There is more than a whiff of colonial arrogance in the international efforts to pressure Burma into line. In a comment entitled “Save us from the rescuers” in the Los Angeles Times on May 18, writer David Rieff pointed to the rapidity with which demands for military intervention in Burma had surfaced. “Aid is one thing. But aid at the point of a gun is taking the humanitarian enterprise to a place it should never go. And the fact that calls for humanitarian war were ringing out within days of Cyclone Nargis is emblematic of how the interventionist impulse, now matter how well-intended, is extremely dangerous,” he stated.

After recalling that “the motivations of 19th century European colonialism were also presented by supporters as being grounded in humanitarian concern,” Rieff wrote: “Lastly, it is critically important to pay attention to just who is talking about military intervention on humanitarian grounds. Well, among others, it’s the foreign ministers of the two great 19th century colonial empires. And where exactly do they want to intervene—sorry, where do they want to live up to their responsibility to protect? Mostly in the very countries they used to rule.”

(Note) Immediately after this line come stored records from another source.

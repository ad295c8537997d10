//! # parabreak
//!
//! Total-fit line breaking for a text-layout engine.
//!
//! Greedy breakers decide each line in isolation and leave the damage —
//! loose lines, rivers, a stranded last word — to the lines below. parabreak
//! instead scores every way of breaking the paragraph at once and returns
//! the cheapest one: squared leftover width per line, plus penalties for
//! hyphens, desperate mid-word breaks, and sheer line count.
//!
//! The crate deliberately does *not* shape text. It consumes a paragraph
//! somebody already measured — one advance and one vertical extent per code
//! point, plus directional/style runs — and a per-line width oracle, and
//! returns break offsets with per-line widths, extents, and hyphen-edit
//! flags.
//!
//! ## Architecture
//!
//! ```text
//! text + measurements
//!       ↓
//!   [word]     — UAX#14 boundary cursor, space classes
//!   [hyphen]   — soft/explicit hyphens, dictionary patterns, edit flags
//!       ↓
//!   [optimal]  — candidate enumeration → dynamic program → lines
//!       ↓
//! LineBreakResult (break points, widths, extents, hyphen edits)
//! ```
//!
//! [`measure`] holds the input model (`MeasuredText`, `Run`, the
//! `LineWidth` oracle) and [`bidi`] splits plain text into directional runs
//! for callers that don't already have them.

pub mod bidi;
pub mod error;
pub mod hyphen;
pub mod measure;
pub mod optimal;
pub mod style;
pub mod word;

pub use error::BreakError;
pub use measure::{ConstantLineWidth, Extent, LineWidth, MeasuredText, Paint, Run, TabulatedLineWidth};
pub use optimal::{break_line_optimal, LineBreakResult};
pub use style::{BreakStrategy, Direction, HyphenationFrequency};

As if on cue, French writer and philosopher Bernard-Henri Levy wrote a diatribe in Saturday’s Australian, which concluded that perhaps French colonialism had not been so bad after all. Entitled “Put Burma’s murderous dictators in the dock”, the article was more a string of expletives than an argument. According to Levy, the junta was variously crazy, criminally insane, racist, xenophobic, paranoid, monomaniacal, autistic, mafia-like, stingy and grotesque.

After exhausting his list of adjectives, Levy declared: “Faced with this spectacle, this machine of death, hate and madness, one hesitates between sorrow, pity, a desire to see these assassins brought before an international criminal tribunal and, finally, the days when France created and imposed upon the world the right and the duty to intervene.”

That the virtues of French colonial rule, which gave the world such horrors as the wars in Indo-China and Algeria, can be conjured up without the slightest embarrassment is perhaps the clearest indication of what lies behind Kouchner’s campaign to intervene in Burma.